This is one of the most amazing of the stories because it emphasizes Jesus’ promise to be human, with all human limitations. He was brought up to be a good Jewish boy worshiping the great Jewish Jehovah, and he and his people were surrounded by other people who worshiped different and lesser gods, and who were therefore beneath them. He was taught to know and love Scripture and to believe that the prophecies were going to be fulfilled. The psalms were his familiar hymnal, and he would have known not only the affirmative, loving psalms, but the angry ones as well, and he would have been acquainted with Psalm 44 which begins,
We have heard with our ears, O God, our fathers have told us, what work you did in their days, the times of old, how you drove out the heathen with your hand and planted your people in….For your people got not the land in possession by their own sword, neither did their own arm save them, but your right hand.
Did that psalm give the settlers in the New World the right to drive the “heathen redskins” from their homes? Did it urge the British to expand their empire? Who are the heathen? Those who do not know and honor the holy and undivided Trinity? Weren’t some of Jesus’ parables about heathens? Samaritans? Lepers? Others? What did Jesus think? Didn’t God make everything, and all of us? Didn’t God come to us as Jesus to call us all to be el’s children?
That psalm has always bothered me. Do we feel justified and superior when we talk about the heathen? when we justified having slaves? Does it explain some of the centuries-old hatreds in Bosnia? Africa? the U.S.A.?
The Promised Land was already occupied.
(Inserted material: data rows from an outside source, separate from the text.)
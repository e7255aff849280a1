//! Integration tests for `falcondag init`
//!
//! - Creates falcondag.toml with genesis allocations
//! - Generates keys for funded names
//! - Refuses to reinitialize without --force
//! - --force discards the transaction log

mod common;

use common::{TestLedger, TEST_ALGORITHM};

/// Test that init writes the config and funds the named keys
#[test]
fn test_init_creates_config_and_keys() {
    let ledger = TestLedger::funded(&[("alice", 1000), ("bob", 50)]);

    assert!(ledger.file_exists("falcondag.toml"));
    assert!(ledger.file_exists("keys/alice.json"));
    assert!(ledger.file_exists("keys/bob.json"));

    let config = ledger.read_file("falcondag.toml");
    assert!(config.contains(TEST_ALGORITHM), "config: {config}");
    assert!(config.contains("[[genesis]]"), "config: {config}");

    assert_eq!(ledger.balance("alice"), 1000);
    assert_eq!(ledger.balance("bob"), 50);
}

/// Test JSON output of init
#[test]
fn test_init_json_output() {
    let ledger = TestLedger::new();
    let json = ledger.run_json(&[
        "init",
        "--algorithm",
        TEST_ALGORITHM,
        "--max-parents",
        "3",
        "--fund",
        "alice=7",
    ]);

    assert_eq!(json["status"], "success");
    assert_eq!(json["algorithm"], TEST_ALGORITHM);
    assert_eq!(json["max_parents"], 3);
    assert_eq!(json["genesis"][0]["balance"], 7);
    assert_eq!(json["created_keys"][0], "alice");
}

/// Test that a second init without --force fails
#[test]
fn test_init_twice_requires_force() {
    let ledger = TestLedger::funded(&[("alice", 1)]);

    let output = ledger.run(&["init", "--algorithm", TEST_ALGORITHM]);
    assert!(!output.status.success());
    let stderr = String::from_utf8_lossy(&output.stderr);
    assert!(stderr.contains("already initialized"), "stderr: {stderr}");
}

/// Test that --force resets the ledger and reuses existing keys
#[test]
fn test_init_force_discards_ledger() {
    let ledger = TestLedger::funded(&[("alice", 100), ("bob", 0)]);
    let alice = ledger.address("alice");

    ledger.run_ok(&["send", "--from", "alice", "--to", "bob", "--amount", "10"]);
    assert!(ledger.file_exists("ledger.jsonl"));

    ledger.run_ok(&[
        "init",
        "--force",
        "--algorithm",
        TEST_ALGORITHM,
        "--fund",
        "alice=100",
    ]);

    assert!(!ledger.file_exists("ledger.jsonl"));
    assert_eq!(ledger.address("alice"), alice, "existing key must be reused");
    assert_eq!(ledger.balance("alice"), 100);
}

/// Test that malformed allocations are rejected
#[test]
fn test_init_rejects_bad_allocation() {
    let ledger = TestLedger::new();
    let output = ledger.run(&["init", "--fund", "alice"]);
    assert!(!output.status.success());
    assert!(!ledger.file_exists("falcondag.toml"));
}

/// Test that max_parents = 0 is rejected before any key is generated
#[test]
fn test_init_rejects_zero_max_parents() {
    let ledger = TestLedger::new();
    let output = ledger.run(&[
        "init",
        "--algorithm",
        TEST_ALGORITHM,
        "--max-parents",
        "0",
        "--fund",
        "alice=5",
    ]);
    assert!(!output.status.success());
    assert!(!ledger.file_exists("falcondag.toml"));
    assert!(!ledger.file_exists("keys/alice.json"));
}

/// Test that funding the same name twice is rejected before keygen
#[test]
fn test_init_rejects_duplicate_fund_names() {
    let ledger = TestLedger::new();
    let output = ledger.run(&[
        "init",
        "--algorithm",
        TEST_ALGORITHM,
        "--fund",
        "alice=1",
        "--fund",
        "alice=2",
    ]);
    assert!(!output.status.success());
    let stderr = String::from_utf8_lossy(&output.stderr);
    assert!(stderr.contains("duplicate"), "stderr: {stderr}");
    assert!(!ledger.file_exists("falcondag.toml"));
    assert!(!ledger.file_exists("keys/alice.json"));
}

/// Commands other than init need an initialized data directory
#[test]
fn test_uninitialized_ledger_errors() {
    let ledger = TestLedger::new();
    let output = ledger.run(&["tips"]);
    assert!(!output.status.success());
    let stderr = String::from_utf8_lossy(&output.stderr);
    assert!(stderr.contains("falcondag init"), "stderr: {stderr}");
}
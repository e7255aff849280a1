//! Data directory management
//!
//! Resolves where the ledger configuration, transaction log and keystore
//! live. Precedence: explicit path (`--data-dir`), then the
//! `FALCONDAG_DATA_DIR` environment variable, then the platform data
//! directory (`$XDG_DATA_HOME/falcondag` or `~/.local/share/falcondag` on
//! Linux, `~/Library/Application Support/falcondag` on macOS).

use std::env;
use std::path::{Path, PathBuf};

use crate::config::defaults::{CONFIG_FILE, KEYS_DIR, LEDGER_FILE, LOCK_FILE};

/// Environment variable overriding the data directory
pub const ENV_DATA_DIR: &str = "FALCONDAG_DATA_DIR";

/// Application name used in directory paths
const APP_NAME: &str = "falcondag";

/// Paths inside a falcondag data directory
#[derive(Debug, Clone, PartialEq, Eq)]
pub struct FalcondagDirs {
    data_dir: PathBuf,
}

impl FalcondagDirs {
    /// Resolve the data directory from an explicit path, the environment or
    /// the platform default
    #[must_use]
    pub fn resolve(explicit: Option<PathBuf>) -> Self {
        Self::resolve_with(explicit, env::var(ENV_DATA_DIR).ok())
    }

    /// Resolution with the environment value passed in
    #[must_use]
    pub fn resolve_with(explicit: Option<PathBuf>, env_value: Option<String>) -> Self {
        let data_dir = explicit
            .or_else(|| env_value.filter(|v| !v.is_empty()).map(PathBuf::from))
            .unwrap_or_else(Self::platform_data_dir);
        Self { data_dir }
    }

    /// Use a specific directory
    #[must_use]
    pub fn at(data_dir: &Path) -> Self {
        Self {
            data_dir: data_dir.to_path_buf(),
        }
    }

    /// The data directory
    #[must_use]
    pub fn data_dir(&self) -> &Path {
        &self.data_dir
    }

    /// Path of `falcondag.toml`
    #[must_use]
    pub fn config_path(&self) -> PathBuf {
        self.data_dir.join(CONFIG_FILE)
    }

    /// Path of the transaction log
    #[must_use]
    pub fn ledger_path(&self) -> PathBuf {
        self.data_dir.join(LEDGER_FILE)
    }

    /// Path of the lock file guarding the transaction log
    #[must_use]
    pub fn lock_path(&self) -> PathBuf {
        self.data_dir.join(LOCK_FILE)
    }

    /// Keystore directory
    #[must_use]
    pub fn keys_dir(&self) -> PathBuf {
        self.data_dir.join(KEYS_DIR)
    }

    /// Whether the directory has been initialized
    #[must_use]
    pub fn is_initialized(&self) -> bool {
        self.config_path().exists()
    }

    fn platform_data_dir() -> PathBuf {
        dirs::data_dir()
            .map(|p| p.join(APP_NAME))
            .unwrap_or_else(|| {
                dirs::home_dir()
                    .map(|h| h.join(".local").join("share").join(APP_NAME))
                    .unwrap_or_else(|| PathBuf::from(".").join(".falcondag"))
            })
    }
}

impl Default for FalcondagDirs {
    fn default() -> Self {
        Self::resolve(None)
    }
}
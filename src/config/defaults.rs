//! Default configuration values

/// Maximum number of parents a transaction may reference
pub const DEFAULT_MAX_PARENTS: usize = 8;

/// Ledger configuration file name inside the data directory
pub const CONFIG_FILE: &str = "falcondag.toml";

/// Transaction log file name inside the data directory
pub const LEDGER_FILE: &str = "ledger.jsonl";

/// Lock file serializing writers of the transaction log
pub const LOCK_FILE: &str = "ledger.lock";

/// Keystore subdirectory inside the data directory
pub const KEYS_DIR: &str = "keys";

/// Default number of benchmark iterations
pub const DEFAULT_BENCH_ITERATIONS: u32 = 1;

/// Minimum proptest iterations
pub const MIN_PROPTEST_ITERATIONS: u32 = 100;
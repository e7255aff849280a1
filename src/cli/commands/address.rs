//! Address command implementation
//!
//! Implements `falcondag address` to print a stored key's full address.

use anyhow::Result;

use crate::cli::output::{is_json, print_json};
use crate::infra::dirs::FalcondagDirs;
use crate::infra::keystore::Keystore;

/// Execute the address command
pub async fn execute(dirs: &FalcondagDirs, name: &str) -> Result<()> {
    let keypair = Keystore::new(dirs.keys_dir()).load(name).await?;
    let address = keypair.address();

    if is_json() {
        return print_json(&serde_json::json!({ "name": name, "address": address }));
    }

    println!("{address}");
    Ok(())
}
Was it all right to take it over because it was occupied by the heathen? I don’t know the answers to my questions. Is a group of Protestant soldiers raping a convent of Catholic nuns in Iona less or more heathen than the primitive savages on a far-flung island?
Jesus’ choice of “others” as protagonists of his stories is all the more remarkable. In his human self he had a lot to learn and a lot to unlearn, and much of it must have been painful for him. He was far ahead of his time, as were the early abolitionists who saw that slavery was terribly wrong long before most good churchgoing people recognized it. There lies the impact of the Syro-Phoenician woman and her passionate request which gave the human Jesus the unexpected message that his mission was not just for Jews. And I am reminded again of God telling Abraham (in Genesis 12:3) “In thee shall all families of the earth be blessed.” The message of God’s love is for all the nations, for the whole world.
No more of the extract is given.